量管理養液栽培でキュウリ葉に発生する白化症状の原因はリン酸過剰である

タイトル 量管理養液栽培でキュウリ葉に発生する白化症状の原因はリン酸過剰である
担当機関 (独)農業・食品産業技術総合研究機構 野菜茶業研究所
研究課題名
研究期間 2013~2013
研究担当者 中野明正
東出忠桐
後藤一郎
発行年度 2013
要約 キュウリの量管理養液栽培において、著しい葉の白化症状が発生する場合がある。原因はリン酸過剰症による水溶性マグネシウム等の移行の阻害である。
キーワード キュウリ、白化症状、リン酸、過剰障害、量管理養液栽培
背景・ねらい 近年、施設生産においては、堆肥の多量施肥などにより、土壌における肥料成分の過多が指摘されている。その実態として、リン酸過剰が問題となっている。実際の農業現場では土耕栽培がほとんどであるが、本研究事例のようにキュウリ養液栽培においても、リン酸過剰の場合に認められる症状(葉脈間の白化を伴う症状)が発生する場合がある。症状が発生したのは、作物の生育ステージに応じて必要な量の窒素を日単位で供給する量管理法であり、本手法は施肥量節減や廃液に残る肥料成分の減少による環境負荷低減に有効であるが、キュウリで葉の白化症状が発生し原因の究明が求められている。多収の重要な要素技術である養液栽培の普及のためには、これらの生理障害の原因を特定し対策を講ずる必要がある。
成果の内容・特徴
  1. キュウリの量管理養液栽培において白化症状が認められ、葉脈の全面が白化する著しい症状が発生する場合もある(図1)。
  2. 障害の程度がひどくなるに従い、硝酸分解により得られた葉の全濃度については、リン酸、マグネシウム、カルシウムの濃度が増加する(図2A)。特にリン酸は、著しく増加し、障害程度1~4でそれぞれ、平均含有率10.4、12.9、20.8、31.9mg/gとなる。
  3. オートクレーブ処理による葉の抽出液(以下水溶性画分)では、リン酸のみが上昇し、その他の元素は、障害程度1の葉に比べ低くなる傾向が認められる(図2B)。
  4. リン酸をベースにしたpH調整剤に由来するリン酸の過剰吸収により、水溶性のマグネシウムなどの移行が阻害され、組織の壊死が生じて白化したと推定される。
成果の活用面・留意点
  1. 対象としたキュウリ栽培は、養液栽培の中でも通常の養液栽培と異なる、窒素を日々の必要量分施する量管理法を適用した栽培法である。

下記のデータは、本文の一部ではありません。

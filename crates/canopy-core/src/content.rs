//! Rich node content.
//!
//! The engine treats the editor's HTML fragment as opaque except for what layout
//! needs: plain-text length, line structure, and embedded images.

use std::sync::OnceLock;

use regex::Regex;
use serde::{Deserialize, Serialize};

fn br_re() -> &'static Regex {
    static RE: OnceLock<Regex> = OnceLock::new();
    RE.get_or_init(|| Regex::new(r"(?i)<br\s*/?>").expect("static regex"))
}

fn img_re() -> &'static Regex {
    static RE: OnceLock<Regex> = OnceLock::new();
    RE.get_or_init(|| {
        Regex::new(r#"(?i)<img\b[^>]*?src\s*=\s*["']([^"']*)["'][^>]*>"#).expect("static regex")
    })
}

fn tag_re() -> &'static Regex {
    static RE: OnceLock<Regex> = OnceLock::new();
    RE.get_or_init(|| Regex::new(r"<[^>]*>").expect("static regex"))
}

/// One embedded image. Natural dimensions are unknown until the host reports
/// them (the editor surface owns actual image loading).
#[derive(Debug, Clone, PartialEq, Serialize, Deserialize)]
#[serde(rename_all = "camelCase")]
pub struct ImageRef {
    pub src: String,
    #[serde(default, skip_serializing_if = "Option::is_none")]
    pub natural_width: Option<f64>,
    #[serde(default, skip_serializing_if = "Option::is_none")]
    pub natural_height: Option<f64>,
}

impl ImageRef {
    pub fn is_measured(&self) -> bool {
        matches!((self.natural_width, self.natural_height), (Some(w), Some(h)) if w > 0.0 && h > 0.0)
    }
}

/// An opaque HTML fragment plus the derived bits layout is allowed to see.
#[derive(Debug, Clone, PartialEq, Default, Serialize, Deserialize)]
#[serde(rename_all = "camelCase")]
pub struct RichText {
    pub html: String,
    /// Tag-stripped, entity-unescaped text. `<br>` becomes `\n`.
    pub plain: String,
    #[serde(default, skip_serializing_if = "Vec::is_empty")]
    pub images: Vec<ImageRef>,
}

impl RichText {
    pub fn from_html(html: impl Into<String>) -> Self {
        let html = html.into();

        let mut images = Vec::new();
        for caps in img_re().captures_iter(&html) {
            images.push(ImageRef {
                src: caps[1].to_string(),
                natural_width: None,
                natural_height: None,
            });
        }

        let with_breaks = br_re().replace_all(&html, "\n");
        let stripped = tag_re().replace_all(&with_breaks, "");
        let plain = htmlize::unescape(stripped.as_ref()).into_owned();

        Self {
            html,
            plain,
            images,
        }
    }

    pub fn is_empty(&self) -> bool {
        self.plain.trim().is_empty() && self.images.is_empty()
    }

    pub fn plain_len(&self) -> usize {
        self.plain.chars().count()
    }

    pub fn lines(&self) -> impl Iterator<Item = &str> {
        self.plain.split('\n')
    }

    /// Adopts natural image dimensions already reported for `old` when the
    /// same `src` is still present, so a content replace does not forget what
    /// the host measured.
    pub fn adopt_natural_sizes(&mut self, old: &RichText) {
        for img in self.images.iter_mut() {
            if img.is_measured() {
                continue;
            }
            if let Some(known) = old
                .images
                .iter()
                .find(|o| o.src == img.src && o.is_measured())
            {
                img.natural_width = known.natural_width;
                img.natural_height = known.natural_height;
            }
        }
    }
}

/// Content descriptor of a node: a primary label, an optional secondary
/// description block, and the images embedded in either.
#[derive(Debug, Clone, PartialEq, Default, Serialize, Deserialize)]
#[serde(rename_all = "camelCase")]
pub struct NodeContent {
    pub label: RichText,
    #[serde(default, skip_serializing_if = "Option::is_none")]
    pub description: Option<RichText>,
}

impl NodeContent {
    pub fn from_label_html(html: impl Into<String>) -> Self {
        Self {
            label: RichText::from_html(html),
            description: None,
        }
    }

    pub fn with_description_html(mut self, html: impl Into<String>) -> Self {
        self.description = Some(RichText::from_html(html));
        self
    }

    pub fn is_empty(&self) -> bool {
        self.label.is_empty() && self.description.as_ref().is_none_or(|d| d.is_empty())
    }

    pub fn image_count(&self) -> usize {
        self.label.images.len()
            + self
                .description
                .as_ref()
                .map_or(0, |d| d.images.len())
    }

    pub fn images(&self) -> impl Iterator<Item = &ImageRef> {
        self.label
            .images
            .iter()
            .chain(self.description.iter().flat_map(|d| d.images.iter()))
    }

    /// True when any embedded image has not reported natural dimensions yet.
    /// Sizing such content uses a placeholder height until the host corrects it.
    pub fn has_unmeasured_images(&self) -> bool {
        self.images().any(|img| !img.is_measured())
    }

    /// Records the natural dimensions of the `index`-th image (label images
    /// first, then description images). Returns false for an out-of-range index.
    pub fn set_image_natural_size(&mut self, index: usize, width: f64, height: f64) -> bool {
        let label_len = self.label.images.len();
        let slot = if index < label_len {
            self.label.images.get_mut(index)
        } else {
            self.description
                .as_mut()
                .and_then(|d| d.images.get_mut(index - label_len))
        };
        match slot {
            Some(img) => {
                img.natural_width = Some(width);
                img.natural_height = Some(height);
                true
            }
            None => false,
        }
    }
}
//! Reference patterns for the digital self-test.
//!
//! A successful self-test leaves a version-specific 64-byte pattern in the
//! FIFO. The vendor documents one pattern per chip revision; the FM17522
//! clone that ships on many of the cheap modules has its own.

/// Selects the reference pattern for the value of the version register.
pub(super) fn expected_pattern(version: u8) -> Option<&'static [u8; 64]> {
    match version {
        0x88 => Some(&FM17522),
        0x90 => Some(&VERSION_0_0),
        0x91 => Some(&VERSION_1_0),
        0x92 => Some(&VERSION_2_0),
        _ => None,
    }
}

/// MFRC522 version 0.0 (version register 0x90).
static VERSION_0_0: [u8; 64] = [
    0x00, 0x87, 0x98, 0x0F, 0x49, 0xFF, 0x07, 0x19, 0xBF, 0x22, 0x30, 0x49, 0x59, 0x63, 0xAD,
    0xCA, 0x7F, 0xE3, 0x4E, 0x03, 0x5C, 0x4E, 0x49, 0x50, 0x47, 0x9A, 0x37, 0x61, 0xE7, 0xE2,
    0xC6, 0x2E, 0x75, 0x5A, 0xED, 0x04, 0x3D, 0x02, 0x4B, 0x78, 0x32, 0xFF, 0x58, 0x3B, 0x7C,
    0xE9, 0x00, 0x94, 0xB4, 0x4A, 0x59, 0x5B, 0xFD, 0xC9, 0x29, 0xDF, 0x35, 0x96, 0x98, 0x9E,
    0x4F, 0x30, 0x32, 0x8D,
];

/// MFRC522 version 1.0 (version register 0x91).
static VERSION_1_0: [u8; 64] = [
    0x00, 0xC6, 0x37, 0xD5, 0x32, 0xB7, 0x57, 0x5C, 0xC2, 0xD8, 0x7C, 0x4D, 0xD9, 0x70, 0xC7,
    0x73, 0x10, 0xE6, 0xD2, 0xAA, 0x5E, 0xA1, 0x3E, 0x5A, 0x14, 0xAF, 0x30, 0x61, 0xC9, 0x70,
    0xDB, 0x2E, 0x64, 0x22, 0x72, 0xB5, 0xBD, 0x65, 0xF4, 0xEC, 0x22, 0xBC, 0xD3, 0x72, 0x35,
    0xCD, 0xAA, 0x41, 0x1F, 0xA7, 0xF3, 0x53, 0x14, 0xDE, 0x7E, 0x02, 0xD9, 0x0F, 0xB5, 0x5E,
    0x25, 0x1D, 0x29, 0x79,
];

/// MFRC522 version 2.0 (version register 0x92).
static VERSION_2_0: [u8; 64] = [
    0x00, 0xEB, 0x66, 0xBA, 0x57, 0xBF, 0x23, 0x95, 0xD0, 0xE3, 0x0D, 0x3D, 0x27, 0x89, 0x5C,
    0xDE, 0x9D, 0x3B, 0xA7, 0x00, 0x21, 0x5B, 0x89, 0x82, 0x51, 0x3A, 0xEB, 0x02, 0x0C, 0xA5,
    0x00, 0x49, 0x7C, 0x84, 0x4D, 0xB3, 0xCC, 0xD2, 0x1B, 0x81, 0x5D, 0x48, 0x76, 0xD5, 0x71,
    0x61, 0x21, 0xA9, 0x86, 0x96, 0x83, 0x38, 0xCF, 0x9D, 0x5B, 0x6D, 0xDC, 0x15, 0xBA, 0x3E,
    0x7D, 0x95, 0x3B, 0x2F,
];

/// Fudan FM17522 clone (version register 0x88).
static FM17522: [u8; 64] = [
    0x00, 0xD6, 0x78, 0x8C, 0xE2, 0xAA, 0x0C, 0x18, 0x2A, 0xB8, 0x7A, 0x7F, 0xD3, 0x6A, 0xCF,
    0x0B, 0xB1, 0x37, 0x63, 0x4B, 0x69, 0xAE, 0x91, 0xC7, 0xC3, 0x97, 0xAE, 0x77, 0xF4, 0x37,
    0xD7, 0x9B, 0x7C, 0xF5, 0x3C, 0x11, 0x8F, 0x15, 0xC3, 0xD7, 0xC1, 0x5B, 0x00, 0x2A, 0xD0,
    0x75, 0xDE, 0x9A, 0x5D, 0x19, 0xC7, 0x07, 0x36, 0x54, 0x77, 0x32, 0xB7, 0x7D, 0x90, 0x70,
    0x5F, 0x9C, 0xD4, 0x86,
];
//! The four cooperating tasks of the reader.
//!
//! The [`master`] task owns the overall state machine and the watchdog;
//! [`cardid`] polls the RF field, [`comm`] speaks to the controller and
//! [`ui`] runs the LEDs and the beeper. Messages travel through bounded
//! channels; the task bodies are generic async functions so the host tests
//! can drive them with mock hardware, and the firmware binary wraps them
//! into Embassy tasks with the board types filled in.

pub mod cardid;
pub mod comm;
pub mod master;
pub mod ui;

他の作物でも、量管理を行い、かつリン酸をベースにしたpH調整剤を使用する場合は同様の障害が発生する可能性がある。
  2. .育苗時またはキュウリの初期生育のように体内アニオンが低い状態において、pH調整のための降下剤にリン酸が多量に含まれている資材を使用する場合、リン酸の過剰吸収による葉の白化症状が発生しやすい可能性がある。
  3. ハウス環境や品種によっても症状の出方が異なる。特に相対湿度の低下により発生が助長されること、日本型と海外品種(英国温室型とベイトアルファ型)を比較した場合、日本品種で障害程度が悪くなる傾向が認められる。
  4. 養液栽培に使用する原水がアルカリ性の場合も、量管理を行い、リン酸をベースにしたpH調整剤を使用すると、リン酸過剰が生じやすくなると推定され、塩化物イオンまたは硫酸イオン等を増やした資材で調整する必要がある。